The day after meeting him at Lord Granville’s I wrote to him asking for an interview. He had already gone off to spend Christmas at Hawarden Castle, a splendid country seat in the extreme west of the island, in the county of Lancashire, near the city of Chester. London society always passes a good part of the winter at its country seats. That is easily understood, as the winter is sad and sombre by the foggy banks of the Thames, while the English countryside is charming even in winter.

What astonished me more was that the Prime Minister of a great country like England could find it possible to live for a part of the year at such a distance from the capital, Hawarden Castle being situated at the other end of Great Britain. One has to cross the entire length of the country between London and Liverpool to get there, and if my memory serves me aright, I think the express train from London takes six hours to reach the little station, which is two miles from the Castle. What would they say in France of a “President du Conseil” who wanted to live so far from Paris? The thing would be thought impossible and so in truth it would be. But in London, on the contrary, everybody finds it natural and things are not carried on any the worse for it. But the English are a practical people, and we are not.

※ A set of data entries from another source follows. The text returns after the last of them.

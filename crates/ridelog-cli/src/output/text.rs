//! Text and table output formatting for rides.

use ridelog_core::date::render_date;
use ridelog_core::duration::format_seconds;
use ridelog_core::{PeriodSummary, RideRecord};

use super::json::{rides_json, summaries_json};
use crate::ui::{self, UiContext};

const HEADERS: [&str; 6] = ["Date", "Day km", "Day time", "km/h", "Total km", "Total time"];

fn speed(kmh: Option<f64>) -> String {
    kmh.map(|v| format!("{:.1}", v))
        .unwrap_or_else(|| "-".to_string())
}

fn ride_row(ride: &RideRecord) -> Vec<String> {
    vec![
        render_date(ride.date),
        format!("{:.2}", ride.day_distance),
        format_seconds(ride.day_seconds),
        speed(ride.day_kmh()),
        format!("{:.2}", ride.total_distance),
        format_seconds(ride.total_seconds),
    ]
}

/// Print the summary shown after a ride was stored.
pub fn print_ride_receipt(ctx: &UiContext, ride: &RideRecord) {
    let items = [
        ("Date", render_date(ride.date)),
        ("Day km", format!("{:.2}", ride.day_distance)),
        ("Day time", format_seconds(ride.day_seconds)),
        ("Day km/h", speed(ride.day_kmh())),
        ("Total km", format!("{:.2}", ride.total_distance)),
        ("Total time", format_seconds(ride.total_seconds)),
        ("Total km/h", speed(ride.total_kmh())),
    ];
    ui::print(ctx, &ui::receipt(ctx, "Ride saved", &items));
}

/// Print a list of rides as JSON, a table, or plain lines.
pub fn print_ride_list(ctx: &UiContext, rides: &[RideRecord]) -> anyhow::Result<()> {
    if ctx.mode.is_json() {
        println!("{}", serde_json::to_string_pretty(&rides_json(rides))?);
        return Ok(());
    }

    if rides.is_empty() {
        ui::print(ctx, "No rides found.");
        return Ok(());
    }

    let count = format!("{} rides", rides.len());
    ui::print(ctx, &ui::header(ctx, "list", Some(&count)));
    let rows: Vec<Vec<String>> = rides.iter().map(ride_row).collect();
    ui::print(ctx, &ui::table(ctx, &HEADERS, &rows));
    Ok(())
}

fn summary_row(summary: &PeriodSummary) -> Vec<String> {
    vec![
        render_date(summary.start),
        summary.rides.to_string(),
        format!("{:.2}", summary.distance),
        format_seconds(summary.seconds),
        speed(summary.kmh()),
    ]
}

/// Print per-period totals as JSON, a table, or plain lines.
pub fn print_summary_list(ctx: &UiContext, summaries: &[PeriodSummary]) -> anyhow::Result<()> {
    if ctx.mode.is_json() {
        println!("{}", serde_json::to_string_pretty(&summaries_json(summaries))?);
        return Ok(());
    }

    let Some(first) = summaries.first() else {
        ui::print(ctx, "No rides found.");
        return Ok(());
    };

    let count = format!("{} totals", summaries.len());
    ui::print(ctx, &ui::header(ctx, "list", Some(&count)));
    let headers = [first.period.start_label(), "Rides", "km", "Time", "km/h"];
    let rows: Vec<Vec<String>> = summaries.iter().map(summary_row).collect();
    ui::print(ctx, &ui::table(ctx, &headers, &rows));
    Ok(())
}
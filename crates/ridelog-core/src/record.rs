//! Ride record types.

use chrono::NaiveDate;
use serde::{Deserialize, Serialize};

use crate::error::{RideError, Result};
use crate::field::FieldSelector;

/// A complete ride: the day's figures plus the bike computer totals.
#[derive(Debug, Clone, PartialEq, Serialize, Deserialize)]
pub struct RideRecord {
    /// Day of the ride
    pub date: NaiveDate,

    /// Distance ridden that day, in km
    pub day_distance: f64,

    /// Time ridden that day, in seconds
    pub day_seconds: u64,

    /// Odometer distance after the ride, in km
    pub total_distance: f64,

    /// Odometer time after the ride, in seconds
    pub total_seconds: u64,
}

impl RideRecord {
    /// Average speed of the day's ride in km/h.
    pub fn day_kmh(&self) -> Option<f64> {
        kmh(self.day_distance, self.day_seconds)
    }

    /// Average speed over the odometer totals in km/h.
    pub fn total_kmh(&self) -> Option<f64> {
        kmh(self.total_distance, self.total_seconds)
    }
}

/// Length of the periods rides are summed over.
#[derive(Debug, Clone, Copy, PartialEq, Eq, Serialize, Deserialize)]
#[serde(rename_all = "lowercase")]
pub enum Period {
    Day,
    Week,
    Month,
    Year,
}

impl Period {
    /// Column heading for the first day of a period.
    pub fn start_label(&self) -> &'static str {
        match self {
            Self::Day => "Date",
            Self::Week => "Week starting",
            Self::Month => "Month starting",
            Self::Year => "Year starting",
        }
    }
}

/// Rides summed over one period. Weeks start on Monday.
#[derive(Debug, Clone, PartialEq, Serialize, Deserialize)]
pub struct PeriodSummary {
    pub period: Period,

    /// First day of the period
    pub start: NaiveDate,

    /// Number of rides in the period
    pub rides: u64,

    /// Summed day distance, in km
    pub distance: f64,

    /// Summed day time, in seconds
    pub seconds: u64,
}

impl PeriodSummary {
    /// Average speed over the period in km/h.
    pub fn kmh(&self) -> Option<f64> {
        kmh(self.distance, self.seconds)
    }
}

fn kmh(distance: f64, seconds: u64) -> Option<f64> {
    if seconds == 0 {
        None
    } else {
        Some(distance * 3600.0 / seconds as f64)
    }
}

/// A value accepted for one of the four fields.
#[derive(Debug, Clone, Copy, PartialEq)]
pub enum FieldValue {
    Distance(f64),
    Seconds(u64),
}

/// Builder for a [`RideRecord`], filled one field at a time.
#[derive(Debug, Clone)]
pub struct RideDraft {
    date: NaiveDate,
    day_distance: Option<f64>,
    day_seconds: Option<u64>,
    total_distance: Option<f64>,
    total_seconds: Option<u64>,
}

impl RideDraft {
    pub fn new(date: NaiveDate) -> Self {
        Self {
            date,
            day_distance: None,
            day_seconds: None,
            total_distance: None,
            total_seconds: None,
        }
    }

    /// Record the value for `field`.
    ///
    /// # Errors
    ///
    /// Returns `RideError::Validation` if the value kind does not fit the field.
    pub fn set(&mut self, field: FieldSelector, value: FieldValue) -> Result<()> {
        match (field, value) {
            (FieldSelector::DayDistance, FieldValue::Distance(km)) => self.day_distance = Some(km),
            (FieldSelector::DayDuration, FieldValue::Seconds(s)) => self.day_seconds = Some(s),
            (FieldSelector::TotalDistance, FieldValue::Distance(km)) => {
                self.total_distance = Some(km)
            }
            (FieldSelector::TotalDuration, FieldValue::Seconds(s)) => self.total_seconds = Some(s),
            (field, value) => {
                return Err(RideError::Validation(format!(
                    "{} cannot hold {:?}",
                    field.label(),
                    value
                )))
            }
        }
        Ok(())
    }

    pub fn is_set(&self, field: FieldSelector) -> bool {
        match field {
            FieldSelector::DayDistance => self.day_distance.is_some(),
            FieldSelector::DayDuration => self.day_seconds.is_some(),
            FieldSelector::TotalDistance => self.total_distance.is_some(),
            FieldSelector::TotalDuration => self.total_seconds.is_some(),
        }
    }

    /// Finish the draft.
    ///
    /// # Errors
    ///
    /// Returns `RideError::Validation` naming the first missing field.
    pub fn finish(self) -> Result<RideRecord> {
        if let Some(missing) = FieldSelector::ALL.iter().find(|f| !self.is_set(**f)) {
            return Err(RideError::Validation(format!(
                "{} has not been entered",
                missing.label()
            )));
        }
        Ok(RideRecord {
            date: self.date,
            day_distance: self.day_distance.unwrap_or_default(),
            day_seconds: self.day_seconds.unwrap_or_default(),
            total_distance: self.total_distance.unwrap_or_default(),
            total_seconds: self.total_seconds.unwrap_or_default(),
        })
    }
}
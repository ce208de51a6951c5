//! Rendering primitives for CLI output.

use comfy_table::modifiers::UTF8_ROUND_CORNERS;
use comfy_table::presets::UTF8_FULL;
use comfy_table::{ContentArrangement, Table as ComfyTable};

use super::context::UiContext;
use super::mode::OutputMode;
use super::theme::{styled, styles, Badge};

/// Render a header line for a command.
///
/// Pretty mode: "Ridelog · command (context)"
/// Plain mode: "ridelog command"
pub fn header(ctx: &UiContext, command: &str, context: Option<&str>) -> String {
    match ctx.mode {
        OutputMode::Pretty => {
            let title = styled("Ridelog", styles::bold(), ctx.color);
            if let Some(c) = context {
                format!("{} \u{00B7} {} ({})", title, command, c)
            } else {
                format!("{} \u{00B7} {}", title, command)
            }
        }
        OutputMode::Plain => format!("ridelog {}", command),
        OutputMode::Json => String::new(),
    }
}

/// Render a badge with optional message.
pub fn badge(ctx: &UiContext, kind: Badge, message: &str) -> String {
    let badge_text = kind.display(ctx.unicode);
    let colored_badge = styled(badge_text, kind.style(), ctx.color);

    if message.is_empty() {
        colored_badge
    } else {
        format!("{} {}", colored_badge, message)
    }
}

/// Render a key-value pair.
///
/// Pretty mode: "Key: value" with dim key
/// Plain mode: "key=value"
pub fn kv(ctx: &UiContext, key: &str, value: &str) -> String {
    if ctx.mode.is_pretty() {
        let styled_key = styled(&format!("{}:", key), styles::dim(), ctx.color);
        format!("{} {}", styled_key, value)
    } else {
        format!("{}={}", key.to_lowercase().replace(' ', "_"), value)
    }
}

/// Render a hint line.
pub fn hint(ctx: &UiContext, text: &str) -> String {
    if ctx.mode.is_pretty() {
        let label = styled("Hint:", styles::dim(), ctx.color);
        format!("{} {}", label, text)
    } else {
        format!("hint={}", text)
    }
}

/// Render a receipt (summary block after an action).
///
/// Pretty mode: Badge + indented key-value pairs
/// Plain mode: status=ok + key=value lines
pub fn receipt(ctx: &UiContext, title: &str, items: &[(&str, String)]) -> String {
    let mut lines = Vec::new();

    if ctx.mode.is_pretty() {
        lines.push(badge(ctx, Badge::Ok, title));
        for (key, value) in items {
            lines.push(format!("  {}", kv(ctx, key, value)));
        }
    } else {
        lines.push("status=ok".to_string());
        for (key, value) in items {
            lines.push(kv(ctx, key, value));
        }
    }

    lines.join("\n")
}

/// Render a table using comfy-table for pretty mode.
///
/// Pretty mode: Styled table with borders
/// Plain mode: Space-separated values (no header)
pub fn table(ctx: &UiContext, headers: &[&str], rows: &[Vec<String>]) -> String {
    if ctx.mode.is_pretty() {
        let mut table = ComfyTable::new();

        if ctx.unicode {
            table
                .load_preset(UTF8_FULL)
                .apply_modifier(UTF8_ROUND_CORNERS);
        } else {
            table.load_preset(comfy_table::presets::ASCII_MARKDOWN);
        }

        table.set_content_arrangement(ContentArrangement::Dynamic);
        table.set_width(ctx.width.min(u16::MAX as usize) as u16);
        table.set_header(headers.to_vec());

        for row in rows {
            table.add_row(row);
        }

        table.to_string()
    } else {
        rows.iter()
            .map(|row| row.join(" "))
            .collect::<Vec<_>>()
            .join("\n")
    }
}

/// Print a message to stdout with proper mode handling.
///
/// In JSON mode, this does nothing (JSON output should be handled separately).
pub fn print(ctx: &UiContext, message: &str) {
    if !ctx.mode.is_json() && !message.is_empty() {
        println!("{}", message);
    }
}

/// Format an error message with optional hint.
///
/// Pretty mode: "[ERR] message" with optional "Hint: ..." on next line
/// Plain mode: "error=message" with optional "hint=suggestion"
pub fn error_message(ctx: &UiContext, message: &str, error_hint: Option<&str>) -> String {
    let mut lines = Vec::new();

    if ctx.mode.is_pretty() {
        lines.push(badge(ctx, Badge::Err, message));
        if let Some(h) = error_hint {
            lines.push(hint(ctx, h));
        }
    } else {
        lines.push(format!("error={}", message));
        if let Some(h) = error_hint {
            lines.push(format!("hint={}", h));
        }
    }

    lines.join("\n")
}

/// Print an error message to stderr with optional hint.
pub fn print_error(ctx: &UiContext, message: &str, error_hint: Option<&str>) {
    eprintln!("{}", error_message(ctx, message, error_hint));
}
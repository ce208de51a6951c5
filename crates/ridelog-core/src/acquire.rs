//! Interactive acquisition of a ride record.
//!
//! Prompts go to any `Write`, answers come from any `BufRead`, one line per
//! answer. A rejected answer re-prompts the same field; only the end of the
//! input stream or an I/O failure stops the loop early.

use std::io::{BufRead, Write};

use chrono::NaiveDate;

use crate::date::{render_date, resolve};
use crate::duration::{
    format_seconds, parse_day_duration, parse_total_duration, DAY_DURATION_HINT,
    TOTAL_DURATION_HINT,
};
use crate::error::{RideError, Result};
use crate::field::{rotate, FieldSelector};
use crate::numeric::{is_numeric, parse_whole};
use crate::record::{FieldValue, RideDraft, RideRecord};

const DATE_HINT: &str = "d, d-m or d-m-y";

/// Parse a distance in km.
pub fn parse_distance(input: &str) -> Result<f64> {
    let input = input.trim();
    if !is_numeric(input) {
        return Err(RideError::format(input, "a float"));
    }
    input
        .parse::<f64>()
        .ok()
        .filter(|km| km.is_finite())
        .ok_or_else(|| RideError::format(input, "a float"))
}

/// Parse the number of the field to start with.
pub fn parse_start(input: &str) -> Result<FieldSelector> {
    let input = input.trim();
    let number = parse_whole(input)?;
    u8::try_from(number)
        .ok()
        .and_then(FieldSelector::from_number)
        .ok_or_else(|| RideError::format(input, "a number between 1 and 4"))
}

/// Parse the answer for `field` with that field's grammar.
pub fn parse_field(field: FieldSelector, input: &str) -> Result<FieldValue> {
    match field {
        FieldSelector::DayDistance | FieldSelector::TotalDistance => {
            parse_distance(input).map(FieldValue::Distance)
        }
        FieldSelector::DayDuration => parse_day_duration(input).map(FieldValue::Seconds),
        FieldSelector::TotalDuration => parse_total_duration(input).map(FieldValue::Seconds),
    }
}

/// Prompt text for `field`.
fn field_prompt(field: FieldSelector) -> String {
    match field {
        FieldSelector::DayDistance | FieldSelector::TotalDistance => {
            format!("{} [km]", field.label())
        }
        FieldSelector::DayDuration => format!("{}, expect {}", field.label(), DAY_DURATION_HINT),
        FieldSelector::TotalDuration => {
            format!("{}, expect {}", field.label(), TOTAL_DURATION_HINT)
        }
    }
}

/// Message printed after a rejected answer for `field`.
fn field_error(field: FieldSelector) -> String {
    match field {
        FieldSelector::DayDistance | FieldSelector::TotalDistance => "Expect a float".to_string(),
        FieldSelector::DayDuration => format!("Expect {}", DAY_DURATION_HINT),
        FieldSelector::TotalDuration => format!("Expect {}", TOTAL_DURATION_HINT),
    }
}

/// Drives the prompt/answer loop for one ride.
pub struct ValueAcquirer<R, W> {
    input: R,
    output: W,
    today: NaiveDate,
}

impl<R: BufRead, W: Write> ValueAcquirer<R, W> {
    /// `today` fills in whatever the date answer leaves out.
    pub fn new(input: R, output: W, today: NaiveDate) -> Self {
        Self {
            input,
            output,
            today,
        }
    }

    /// Collect a complete ride: the date, the start field, then all four
    /// fields in rotation order.
    ///
    /// # Errors
    ///
    /// Returns `RideError::StreamExhausted` if the input ends first, or
    /// `RideError::Io` if a stream fails. The partial ride is discarded.
    pub fn acquire(&mut self) -> Result<RideRecord> {
        let date = self.acquire_date()?;
        let start = self.acquire_start()?;
        let order = rotate(start);
        tracing::debug!(?order, "field order");

        let mut draft = RideDraft::new(date);
        for field in order.iter() {
            let value = self.acquire_field(field)?;
            draft.set(field, value)?;
        }
        draft.finish()
    }

    /// Ask for the ride date until it resolves.
    pub fn acquire_date(&mut self) -> Result<NaiveDate> {
        let prompt = format!("Date ({}; empty for {})", DATE_HINT, render_date(self.today));
        let error = format!("Expect {}", DATE_HINT);
        let today = self.today;
        let date = self.ask(&[], &prompt, &error, |line| resolve(line, today))?;
        tracing::debug!(date = %date, "date accepted");
        Ok(date)
    }

    /// Ask which field to start with until a number in 1..=4 arrives.
    pub fn acquire_start(&mut self) -> Result<FieldSelector> {
        let mut menu = vec!["Start with which option:".to_string()];
        menu.extend(FieldSelector::ALL.iter().map(|field| format!("  {}", field)));
        let start = self.ask(
            &menu,
            "Option",
            "Expect a number between 1 and 4",
            parse_start,
        )?;
        tracing::debug!(start = start.number(), "start field accepted");
        Ok(start)
    }

    /// Ask for one field until its grammar accepts the answer.
    pub fn acquire_field(&mut self, field: FieldSelector) -> Result<FieldValue> {
        let value = self.ask(&[], &field_prompt(field), &field_error(field), |line| {
            parse_field(field, line)
        })?;
        match value {
            FieldValue::Distance(km) => tracing::debug!(field = field.label(), km, "accepted"),
            FieldValue::Seconds(s) => {
                tracing::debug!(field = field.label(), time = %format_seconds(s), "accepted")
            }
        }
        Ok(value)
    }

    fn ask<T>(
        &mut self,
        preamble: &[String],
        prompt: &str,
        error: &str,
        parse: impl Fn(&str) -> Result<T>,
    ) -> Result<T> {
        loop {
            for line in preamble {
                writeln!(self.output, "{}", line)?;
            }
            write!(self.output, "{}: ", prompt)?;
            self.output.flush()?;

            let parsed = match self.read_answer()? {
                Some(line) => parse(&line),
                None => Err(RideError::Format("answer is not valid UTF-8".to_string())),
            };
            match parsed {
                Ok(value) => return Ok(value),
                Err(RideError::Format(detail)) => {
                    tracing::debug!(%detail, "answer rejected");
                    writeln!(self.output, "{}", error)?;
                }
                Err(other) => return Err(other),
            }
        }
    }

    /// One answer line without its terminator, or `None` if the bytes are
    /// not UTF-8.
    fn read_answer(&mut self) -> Result<Option<String>> {
        let mut bytes = Vec::new();
        if self.input.read_until(b'\n', &mut bytes)? == 0 {
            return Err(RideError::StreamExhausted);
        }
        Ok(String::from_utf8(bytes)
            .ok()
            .map(|line| line.trim_end_matches(['\r', '\n']).to_string()))
    }
}

/// Run one acquisition over the given streams.
pub fn acquire<R: BufRead, W: Write>(input: R, output: W, today: NaiveDate) -> Result<RideRecord> {
    ValueAcquirer::new(input, output, today).acquire()
}
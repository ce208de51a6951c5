//! Location of the settings file and the ride database.

use std::path::PathBuf;

use ridelog_core::Settings;

/// Settings file name inside the config directory.
const SETTINGS_FILE: &str = "ridelog.params";

/// Database file name inside the data directory.
const DATABASE_FILE: &str = "rides.db";

/// Settings file: `RIDELOG_SETTINGS`, else the XDG config directory.
pub fn resolve_settings_path() -> anyhow::Result<PathBuf> {
    settings_path_from(&process_env)
}

/// Database file: the `db` setting when present, else the XDG data directory.
pub fn resolve_database_path(settings: &Settings) -> anyhow::Result<PathBuf> {
    database_path_from(settings, &process_env)
}

fn process_env(key: &str) -> Option<String> {
    std::env::var(key).ok()
}

/// Non-blank value of `key`.
fn non_blank(env: &dyn Fn(&str) -> Option<String>, key: &str) -> Option<String> {
    env(key).filter(|value| !value.trim().is_empty())
}

fn settings_path_from(env: &dyn Fn(&str) -> Option<String>) -> anyhow::Result<PathBuf> {
    if let Some(value) = non_blank(env, "RIDELOG_SETTINGS") {
        return Ok(PathBuf::from(value));
    }
    Ok(xdg_dir(env, "XDG_CONFIG_HOME", &[".config"])?.join(SETTINGS_FILE))
}

fn database_path_from(
    settings: &Settings,
    env: &dyn Fn(&str) -> Option<String>,
) -> anyhow::Result<PathBuf> {
    let db = settings.db().trim();
    if !db.is_empty() {
        return Ok(PathBuf::from(db));
    }
    Ok(xdg_dir(env, "XDG_DATA_HOME", &[".local", "share"])?.join(DATABASE_FILE))
}

/// `$<xdg_var>/ridelog`, else `$HOME/<fallback...>/ridelog`.
fn xdg_dir(
    env: &dyn Fn(&str) -> Option<String>,
    xdg_var: &str,
    fallback: &[&str],
) -> anyhow::Result<PathBuf> {
    if let Some(value) = non_blank(env, xdg_var) {
        return Ok(PathBuf::from(value).join("ridelog"));
    }
    let home = non_blank(env, "HOME")
        .ok_or_else(|| anyhow::anyhow!("HOME is not set; cannot resolve default paths"))?;
    let mut dir = PathBuf::from(home);
    dir.extend(fallback);
    Ok(dir.join("ridelog"))
}
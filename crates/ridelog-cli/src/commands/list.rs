use chrono::NaiveDate;

use ridelog_core::date::resolve;
use ridelog_core::storage::{list_records, list_summaries, RideFilter, RIDES_TABLE};

use crate::app::AppContext;
use crate::cli::ListArgs;
use crate::errors::CliError;
use crate::output::{print_ride_list, print_summary_list};

fn parse_bound(flag: &str, value: &str, today: NaiveDate) -> anyhow::Result<NaiveDate> {
    resolve(value, today).map_err(|_| {
        anyhow::anyhow!(
            "Invalid {} date {:?}\nHint: Use d, d-m or d-m-y (e.g. 9-12-23).",
            flag,
            value
        )
    })
}

/// Build the ride filter from `--from`, `--to` and `--limit`.
pub fn ride_filter(args: &ListArgs, today: NaiveDate) -> anyhow::Result<RideFilter> {
    let mut filter = RideFilter::new();
    if let Some(ref from) = args.from {
        filter = filter.since(parse_bound("--from", from, today)?);
    }
    if let Some(ref to) = args.to {
        filter = filter.until(parse_bound("--to", to, today)?);
    }
    if let (Some(since), Some(until)) = (filter.since, filter.until) {
        if since > until {
            anyhow::bail!("--from {} is after --to {}", since, until);
        }
    }
    if let Some(limit) = args.limit {
        filter = filter.limit(limit);
    }
    Ok(filter)
}

pub fn handle_list(ctx: &AppContext, args: &ListArgs) -> anyhow::Result<()> {
    let today = chrono::Local::now().date_naive();
    let filter = ride_filter(args, today)?;
    let store = ctx.open_store()?;
    let ui_ctx = ctx.ui_context(args.json);

    match args.by {
        Some(group) => {
            let summaries = list_summaries(&store, RIDES_TABLE, group.into(), &filter)
                .map_err(CliError::from)?;
            tracing::debug!(count = summaries.len(), "listed period totals");
            print_summary_list(&ui_ctx, &summaries)
        }
        None => {
            let rides = list_records(&store, RIDES_TABLE, &filter).map_err(CliError::from)?;
            tracing::debug!(count = rides.len(), "listed rides");
            print_ride_list(&ui_ctx, &rides)
        }
    }
}
//! Ride table statements and the store/list operations built on them.

use crate::date::render_date;
use crate::error::{RideError, Result};
use crate::record::{Period, PeriodSummary, RideRecord};
use crate::storage::row::{summary_from_row, RideRow};
use crate::storage::traits::SqlExecutor;
use crate::storage::types::RideFilter;

/// Table that holds one row per ride.
pub const RIDES_TABLE: &str = "fahrrad_rides";

fn checked_table(table: &str) -> Result<&str> {
    let mut chars = table.chars();
    let valid_start = chars
        .next()
        .map(|c| c.is_ascii_alphabetic() || c == '_')
        .unwrap_or(false);
    if valid_start && chars.all(|c| c.is_ascii_alphanumeric() || c == '_') {
        Ok(table)
    } else {
        Err(RideError::Validation(format!(
            "Invalid table name: {:?}",
            table
        )))
    }
}

/// `CREATE TABLE IF NOT EXISTS` for the ride table.
pub fn create_table_statement(table: &str) -> Result<String> {
    Ok(format!(
        "CREATE TABLE IF NOT EXISTS {} (\
         EntryID INTEGER PRIMARY KEY AUTOINCREMENT, \
         Date TEXT NOT NULL, \
         DayKM REAL NOT NULL, \
         DaySeconds INTEGER NOT NULL, \
         TotalKM REAL NOT NULL, \
         TotalSeconds INTEGER NOT NULL)",
        checked_table(table)?
    ))
}

/// The INSERT for one ride.
pub fn insert_statement(table: &str, record: &RideRecord) -> Result<String> {
    Ok(format!(
        "INSERT INTO {} (Date, DayKM, DaySeconds, TotalKM, TotalSeconds) VALUES ('{}', {}, {}, {}, {})",
        checked_table(table)?,
        render_date(record.date),
        record.day_distance,
        record.day_seconds,
        record.total_distance,
        record.total_seconds
    ))
}

fn filter_clauses(filter: &RideFilter) -> (String, String) {
    let mut conditions = Vec::new();
    if let Some(since) = filter.since {
        conditions.push(format!("Date >= '{}'", render_date(since)));
    }
    if let Some(until) = filter.until {
        conditions.push(format!("Date <= '{}'", render_date(until)));
    }
    let where_clause = if conditions.is_empty() {
        String::new()
    } else {
        format!(" WHERE {}", conditions.join(" AND "))
    };
    let limit_clause = filter
        .limit
        .map(|limit| format!(" LIMIT {}", limit))
        .unwrap_or_default();
    (where_clause, limit_clause)
}

/// The SELECT for stored rides, newest first.
pub fn select_statement(table: &str, filter: &RideFilter) -> Result<String> {
    let (where_clause, limit_clause) = filter_clauses(filter);
    Ok(format!(
        "SELECT Date, DayKM, DaySeconds, TotalKM, TotalSeconds FROM {}{} ORDER BY Date DESC, EntryID DESC{}",
        checked_table(table)?,
        where_clause,
        limit_clause
    ))
}

/// SQL for the first day of the period containing `Date`.
fn period_start(period: Period) -> &'static str {
    match period {
        Period::Day => "Date",
        // %w is 0 for Sunday; weeks start on Monday
        Period::Week => {
            "date(Date, '-' || ((CAST(strftime('%w', Date) AS INTEGER) + 6) % 7) || ' days')"
        }
        Period::Month => "strftime('%Y-%m-01', Date)",
        Period::Year => "strftime('%Y-01-01', Date)",
    }
}

/// The SELECT summing day figures per period, newest period first.
pub fn summary_statement(table: &str, period: Period, filter: &RideFilter) -> Result<String> {
    let (where_clause, limit_clause) = filter_clauses(filter);
    Ok(format!(
        "SELECT {} AS PeriodStart, COUNT(*), SUM(DayKM), SUM(DaySeconds) FROM {}{} \
         GROUP BY PeriodStart ORDER BY PeriodStart DESC{}",
        period_start(period),
        checked_table(table)?,
        where_clause,
        limit_clause
    ))
}

/// Create the ride table if it does not exist yet.
pub fn ensure_table<S: SqlExecutor + ?Sized>(store: &mut S, table: &str) -> Result<()> {
    store.execute(&create_table_statement(table)?)?;
    Ok(())
}

/// Persist a finished ride. The record is consumed.
pub fn store_record<S: SqlExecutor + ?Sized>(
    store: &mut S,
    table: &str,
    record: RideRecord,
) -> Result<()> {
    let sql = insert_statement(table, &record)?;
    let changed = store.execute(&sql)?;
    if changed != 1 {
        return Err(RideError::Storage(format!(
            "Expected to insert 1 ride, inserted {}",
            changed
        )));
    }
    tracing::info!(date = %record.date, table, "ride stored");
    Ok(())
}

/// Read stored rides back, newest first.
pub fn list_records<S: SqlExecutor + ?Sized>(
    store: &S,
    table: &str,
    filter: &RideFilter,
) -> Result<Vec<RideRecord>> {
    store
        .query(&select_statement(table, filter)?)?
        .into_iter()
        .map(|row| RideRow::try_from(row).and_then(RideRecord::try_from))
        .collect()
}

/// Sum the stored rides per period, newest period first.
pub fn list_summaries<S: SqlExecutor + ?Sized>(
    store: &S,
    table: &str,
    period: Period,
    filter: &RideFilter,
) -> Result<Vec<PeriodSummary>> {
    store
        .query(&summary_statement(table, period, filter)?)?
        .into_iter()
        .map(|row| summary_from_row(period, row))
        .collect()
}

Mr. Gladstone has simply got the telegraph as his auxiliary; it is installed at the Castle and goes direct from his study to his Ministerial Office in London. He can thus be in permanent communication with the whole Department and can transmit his orders at any hour of the day or night.

Mr. Gladstone immediately answered my letter. He wrote that he much regretted having left for the country before having had an opportunity of receiving me, but that he flattered himself by hoping that I would not shrink from a journey in order to give him the pleasure of a visit and that I would accept his hospitality at Hawarden Castle. He did not intend returning to London for some time and we should be quite at our ease at the Castle and could talk together about any matter I liked.

I did not hesitate to accept his invitation, but knowing that in England Christmas is par excellence a family gathering, I did not want to come in as a stranger, and I answered that I would make a point of visiting him two days after Christmas. Mr. Gladstone’s son met me at the station on my arrival, and my room was ready at the Castle.

The next day, after breakfast, the master of the house put himself at my disposition for an interview, and we repaired to his study.

The interview was a long and cordial one, and again confirmed my conviction that the reason why we had been so completely abandoned by our neighbours was that the war had broken out so suddenly that no one had expected it and no Power had had the time to be prepared.

At the risk of being accused of needless repetition, I must again describe what had already struck me in my interviews in Vienna, in London and everywhere—that is, that the Powers were afraid of our conquerors. Nor was this fear without foundation; it arose from the state of impotence into which the suddenness of the war had plunged every Government. The war had surprised them while in absolute repose, and, as it were, asleep.

In all Europe a single Power was on guard and not taken by surprise, for she was waiting for the alarm signal and had long been prepared for it. It was the enemy which the Empire had chosen in a moment of evil fortune and blindness.

When I say that only a single Power foresaw the signal and was prepared, that is true in the literally numerical sense of the word; not even with the exception of the unhappy Empire which had caused such general stupefaction by provoking the war.